• [Task] Could you repeat the records below exactly as written?
════════════════════
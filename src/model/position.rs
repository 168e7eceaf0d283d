use serde::{Deserialize, Serialize};

use super::{AxisKind, CoreError, Result};

/// A zero-based point in the five-dimensional index space.
///
/// Every index in this crate's API is zero-based, including `channel`. The
/// 1-based channel numbers of the persisted records are converted at the
/// codec boundary and nowhere else.
#[derive(Debug, Clone, Copy, PartialEq, Eq, Hash, Default, Serialize, Deserialize)]
pub struct Position {
    pub x: usize,
    pub y: usize,
    pub channel: usize,
    pub slice: usize,
    pub frame: usize,
}

impl Position {
    pub fn new(x: usize, y: usize, channel: usize, slice: usize, frame: usize) -> Self {
        Self {
            x,
            y,
            channel,
            slice,
            frame,
        }
    }

    /// Position of the plane origin `(0, 0, c, z, t)`.
    pub fn plane(channel: usize, slice: usize, frame: usize) -> Self {
        Self::new(0, 0, channel, slice, frame)
    }

    pub fn from_array(indices: [usize; 5]) -> Self {
        Self::new(indices[0], indices[1], indices[2], indices[3], indices[4])
    }

    pub fn to_array(self) -> [usize; 5] {
        [self.x, self.y, self.channel, self.slice, self.frame]
    }

    pub fn get(&self, axis: AxisKind) -> usize {
        self.to_array()[axis.index()]
    }

    pub fn with(self, axis: AxisKind, value: usize) -> Self {
        let mut indices = self.to_array();
        indices[axis.index()] = value;
        Self::from_array(indices)
    }
}

/// Sizes of the five axes. All sizes are at least one.
#[derive(Debug, Clone, Copy, PartialEq, Eq, Serialize, Deserialize)]
pub struct Dimensions {
    pub width: usize,
    pub height: usize,
    pub channels: usize,
    pub slices: usize,
    pub frames: usize,
}

impl Dimensions {
    pub fn new(
        width: usize,
        height: usize,
        channels: usize,
        slices: usize,
        frames: usize,
    ) -> Result<Self> {
        let dims = Self {
            width,
            height,
            channels,
            slices,
            frames,
        };
        for axis in AxisKind::ALL {
            if dims.size(axis) == 0 {
                return Err(CoreError::ZeroSizedDimension { axis });
            }
        }
        Ok(dims)
    }

    pub fn size(&self, axis: AxisKind) -> usize {
        match axis {
            AxisKind::X => self.width,
            AxisKind::Y => self.height,
            AxisKind::Channel => self.channels,
            AxisKind::Z => self.slices,
            AxisKind::Time => self.frames,
        }
    }

    pub fn to_array(&self) -> [usize; 5] {
        AxisKind::ALL.map(|axis| self.size(axis))
    }

    pub(crate) fn with_size(mut self, axis: AxisKind, size: usize) -> Self {
        match axis {
            AxisKind::X => self.width = size,
            AxisKind::Y => self.height = size,
            AxisKind::Channel => self.channels = size,
            AxisKind::Z => self.slices = size,
            AxisKind::Time => self.frames = size,
        }
        self
    }

    /// Number of samples in one plane.
    pub fn plane_len(&self) -> usize {
        self.width * self.height
    }

    /// Number of planes in the flat stack.
    pub fn plane_count(&self) -> usize {
        self.channels * self.slices * self.frames
    }

    pub fn validate(&self, position: &Position) -> Result<()> {
        for axis in AxisKind::ALL {
            check_axis(axis, position.get(axis), self.size(axis))?;
        }
        Ok(())
    }

    /// Flat stack index of the plane holding `position`.
    pub fn flat_index(&self, position: &Position) -> Result<usize> {
        self.validate(position)?;
        Ok(self.plane_offset(position.channel, position.slice, position.frame))
    }

    /// Flat stack index for `(channel, slice, frame)`, ignoring x and y.
    pub fn plane_index(&self, channel: usize, slice: usize, frame: usize) -> Result<usize> {
        check_axis(AxisKind::Channel, channel, self.channels)?;
        check_axis(AxisKind::Z, slice, self.slices)?;
        check_axis(AxisKind::Time, frame, self.frames)?;
        Ok(self.plane_offset(channel, slice, frame))
    }

    /// Inverse of [`Dimensions::plane_index`]; x and y of the result are zero.
    pub fn position_of(&self, index: usize) -> Result<Position> {
        let count = self.plane_count();
        if index >= count {
            return Err(CoreError::PlaneOutOfRange { index, count });
        }
        let channel = index % self.channels;
        let slice = (index / self.channels) % self.slices;
        let frame = index / (self.channels * self.slices);
        Ok(Position::plane(channel, slice, frame))
    }

    /// All plane origins in flat stack order.
    pub fn planes(&self) -> impl Iterator<Item = Position> + '_ {
        (0..self.plane_count()).map(|index| {
            let channel = index % self.channels;
            let slice = (index / self.channels) % self.slices;
            let frame = index / (self.channels * self.slices);
            Position::plane(channel, slice, frame)
        })
    }

    fn plane_offset(&self, channel: usize, slice: usize, frame: usize) -> usize {
        channel + slice * self.channels + frame * self.channels * self.slices
    }
}

fn check_axis(axis: AxisKind, index: usize, size: usize) -> Result<()> {
    if index >= size {
        return Err(CoreError::OutOfRange { axis, index, size });
    }
    Ok(())
}
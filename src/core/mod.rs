pub mod config;
mod responses;
mod telementry;
pub mod validation;

pub use self::config::AppConfig;
pub use responses::*;
pub use telementry::*;
pub use validation::*;
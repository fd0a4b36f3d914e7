use sqlx::SqlitePool;

use crate::core::AppError;
use crate::models::degrees::DegreeSummary;

const DEGREE_SELECT: &str =
    "SELECT Degrees.DegreeId AS degree_id,
            DegreeBase.BaseName AS base,
            DegreeBaseName.Name AS subject,
            DegreeType.TypeName AS specialization
     FROM Degrees
     JOIN DegreeBase ON DegreeBase.BaseId = Degrees.Base
     JOIN DegreeBaseName ON DegreeBaseName.BaseNameId = Degrees.BaseName
     JOIN DegreeType ON DegreeType.TypeId = Degrees.Type";

/// Every composed degree in the taxonomy, for the degree-picker screen.
pub async fn list_degrees(pool: &SqlitePool) -> Result<Vec<DegreeSummary>, AppError> {
    let degrees = sqlx::query_as::<_, DegreeSummary>(&format!(
        "{DEGREE_SELECT} ORDER BY Degrees.DegreeId"
    ))
    .fetch_all(pool)
    .await?;

    Ok(degrees)
}

pub async fn get_degree(pool: &SqlitePool, degree_id: i64) -> Result<DegreeSummary, AppError> {
    let degree = sqlx::query_as::<_, DegreeSummary>(&format!(
        "{DEGREE_SELECT} WHERE Degrees.DegreeId = ?"
    ))
    .bind(degree_id)
    .fetch_optional(pool)
    .await?
    .ok_or_else(|| AppError::not_found("No such degree"))?;

    Ok(degree)
}

/// The degree a student is enrolled in, if any.
pub async fn degree_for_user(
    pool: &SqlitePool,
    user_id: i64,
) -> Result<Option<DegreeSummary>, AppError> {
    let degree = sqlx::query_as::<_, DegreeSummary>(&format!(
        "{DEGREE_SELECT}
         JOIN Degree ON Degree.DegreeId = Degrees.DegreeId
         WHERE Degree.UserId = ?"
    ))
    .bind(user_id)
    .fetch_optional(pool)
    .await?;

    Ok(degree)
}

/// Puts a student into a degree. One degree per student; switching degrees
/// is not a portal operation.
#[tracing::instrument(name = "Enrolling in degree", skip(pool))]
pub async fn enroll_in_degree(
    pool: &SqlitePool,
    user_id: i64,
    degree_id: i64,
) -> Result<(), AppError> {
    get_degree(pool, degree_id).await?;

    if degree_for_user(pool, user_id).await?.is_some() {
        return Err(AppError::conflict("Already enrolled in a degree"));
    }

    sqlx::query("INSERT INTO Degree (UserId, DegreeId) VALUES (?, ?)")
        .bind(user_id)
        .bind(degree_id)
        .execute(pool)
        .await?;

    Ok(())
}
════════════════════
• [Exercise result]
filename src/model/position.rs
repository 168e7eceaf0d283d
use serde::{Deserialize, Serialize};

use super::{AxisKind, CoreError, Result};

/// A zero-based point in the five-dimensional index space.
///
/// Every index in this crate's API is zero-based, including `channel`. The
/// 1-based channel numbers of the persisted records are converted at the
/// codec boundary and nowhere else.
#[derive(Debug, Clone, Copy, PartialEq, Eq, Hash, Default, Serialize, Deserialize)]
pub struct Position {
    pub x: usize,
    pub y: usize,
    pub channel: usize,
    pub slice: usize,
    pub frame: usize,
}

impl Position {
    pub fn new(x: usize, y: usize, channel: usize, slice: usize, frame: usize) -> Self {
        Self {
            x,
            y,
            channel,
            slice,
            frame,
        }
    }

    /// Position of the plane origin `(0, 0, c, z, t)`.
    pub fn plane(channel: usize, slice: usize, frame: usize) -> Self {
        Self::new(0, 0, channel, slice, frame)
    }

    pub fn from_array(indices: [usize; 5]) -> Self {
        Self::new(indices[0], indices[1], indices[2], indices[3], indices[4])
    }

    pub fn to_array(self) -> [usize; 5] {
        [self.x, self.y, self.channel, self.slice, self.frame]
    }

    pub fn get(&self, axis: AxisKind) -> usize {
        self.to_array()[axis.index()]
    }

    pub fn with(self, axis: AxisKind, value: usize) -> Self {
        let mut indices = self.to_array();
        indices[axis.index()] = value;
        Self::from_array(indices)
    }
}

/// Sizes of the five axes. All sizes are at least one.
#[derive(Debug, Clone, Copy, PartialEq, Eq, Serialize, Deserialize)]
pub struct Dimensions {
    pub width: usize,
    pub height: usize,
    pub channels: usize,
    pub slices: usize,
    pub frames: usize,
}

impl Dimensions {
    pub fn new(
        width: usize,
        height: usize,
        channels: usize,
        slices: usize,
        frames: usize,
    ) -> Result<Self> {
        let dims = Self {
            width,
            height,
            channels,
            slices,
            frames,
        };
        for axis in AxisKind::ALL {
            if dims.size(axis) == 0 {
                return Err(CoreError::ZeroSizedDimension { axis });
            }
        }
        Ok(dims)
    }

    pub fn size(&self, axis: AxisKind) -> usize {
        match axis {
            AxisKind::X => self.width,
            AxisKind::Y => self.height,
            AxisKind::Channel => self.channels,
            AxisKind::Z => self.slices,
            AxisKind::Time => self.frames,
        }
    }

    pub fn to_array(&self) -> [usize; 5] {
        AxisKind::ALL.map(|axis| self.size(axis))
    }

    pub(crate) fn with_size(mut self, axis: AxisKind, size: usize) -> Self {
        match axis {
            AxisKind::X => self.width = size,
            AxisKind::Y => self.height = size,
            AxisKind::Channel => self.channels = size,
            AxisKind::Z => self.slices = size,
            AxisKind::Time => self.frames = size,
        }
        self
    }

    /// Number of samples in one plane.
    pub fn plane_len(&self) -> usize {
        self.width * self.height
    }

    /// Number of planes in the flat stack.
    pub fn plane_count(&self) -> usize {
        self.channels * self.slices * self.frames
    }

    pub fn validate(&self, position: &Position) -> Result<()> {
        for axis in AxisKind::ALL {
            check_axis(axis, position.get(axis), self.size(axis))?;
        }
        Ok(())
    }

    /// Flat stack index of the plane holding `position`.
    pub fn flat_index(&self, position: &Position) -> Result<usize> {
        self.validate(position)?;
        Ok(self.plane_offset(position.channel, position.slice, position.frame))
    }

    /// Flat stack index for `(channel, slice, frame)`, ignoring x and y.
    pub fn plane_index(&self, channel: usize, slice: usize, frame: usize) -> Result<usize> {
        check_axis(AxisKind::Channel, channel, self.channels)?;
        check_axis(AxisKind::Z, slice, self.slices)?;
        check_axis(AxisKind::Time, frame, self.frames)?;
        Ok(self.plane_offset(channel, slice, frame))
    }

    /// Inverse of [`Dimensions::plane_index`]; x and y of the result are zero.
    pub fn position_of(&self, index: usize) -> Result<Position> {
        let count = self.plane_count();
        if index >= count {
            return Err(CoreError::PlaneOutOfRange { index, count });
        }
        let channel = index % self.channels;
        let slice = (index / self.channels) % self.slices;
        let frame = index / (self.channels * self.slices);
        Ok(Position::plane(channel, slice, frame))
    }

    /// All plane origins in flat stack order.
    pub fn planes(&self) -> impl Iterator<Item = Position> + '_ {
        (0..self.plane_count()).map(|index| {
            let channel = index % self.channels;
            let slice = (index / self.channels) % self.slices;
            let frame = index / (self.channels * self.slices);
            Position::plane(channel, slice, frame)
        })
    }

    fn plane_offset(&self, channel: usize, slice: usize, frame: usize) -> usize {
        channel + slice * self.channels + frame * self.channels * self.slices
    }
}

fn check_axis(axis: AxisKind, index: usize, size: usize) -> Result<()> {
    if index >= size {
        return Err(CoreError::OutOfRange { axis, index, size });
    }
    Ok(())
}
filename src/core/mod.rs
pub mod config;
mod responses;
mod telementry;
pub mod validation;

pub use self::config::AppConfig;
pub use responses::*;
pub use telementry::*;
pub use validation::*;
repository fd0a4b36f3d914e7
use sqlx::SqlitePool;

use crate::core::AppError;
use crate::models::degrees::DegreeSummary;

const DEGREE_SELECT: &str =
    "SELECT Degrees.DegreeId AS degree_id,
            DegreeBase.BaseName AS base,
            DegreeBaseName.Name AS subject,
            DegreeType.TypeName AS specialization
     FROM Degrees
     JOIN DegreeBase ON DegreeBase.BaseId = Degrees.Base
     JOIN DegreeBaseName ON DegreeBaseName.BaseNameId = Degrees.BaseName
     JOIN DegreeType ON DegreeType.TypeId = Degrees.Type";

/// Every composed degree in the taxonomy, for the degree-picker screen.
pub async fn list_degrees(pool: &SqlitePool) -> Result<Vec<DegreeSummary>, AppError> {
    let degrees = sqlx::query_as::<_, DegreeSummary>(&format!(
        "{DEGREE_SELECT} ORDER BY Degrees.DegreeId"
    ))
    .fetch_all(pool)
    .await?;

    Ok(degrees)
}

pub async fn get_degree(pool: &SqlitePool, degree_id: i64) -> Result<DegreeSummary, AppError> {
    let degree = sqlx::query_as::<_, DegreeSummary>(&format!(
        "{DEGREE_SELECT} WHERE Degrees.DegreeId = ?"
    ))
    .bind(degree_id)
    .fetch_optional(pool)
    .await?
    .ok_or_else(|| AppError::not_found("No such degree"))?;

    Ok(degree)
}

/// The degree a student is enrolled in, if any.
pub async fn degree_for_user(
    pool: &SqlitePool,
    user_id: i64,
) -> Result<Option<DegreeSummary>, AppError> {
    let degree = sqlx::query_as::<_, DegreeSummary>(&format!(
        "{DEGREE_SELECT}
         JOIN Degree ON Degree.DegreeId = Degrees.DegreeId
         WHERE Degree.UserId = ?"
    ))
    .bind(user_id)
    .fetch_optional(pool)
    .await?;

    Ok(degree)
}

/// Puts a student into a degree. One degree per student; switching degrees
/// is not a portal operation.
#[tracing::instrument(name = "Enrolling in degree", skip(pool))]
pub async fn enroll_in_degree(
    pool: &SqlitePool,
    user_id: i64,
    degree_id: i64,
) -> Result<(), AppError> {
    get_degree(pool, degree_id).await?;

    if degree_for_user(pool, user_id).await?.is_some() {
        return Err(AppError::conflict("Already enrolled in a degree"));
    }

    sqlx::query("INSERT INTO Degree (UserId, DegreeId) VALUES (?, ?)")
        .bind(user_id)
        .bind(degree_id)
        .execute(pool)
        .await?;

    Ok(())
}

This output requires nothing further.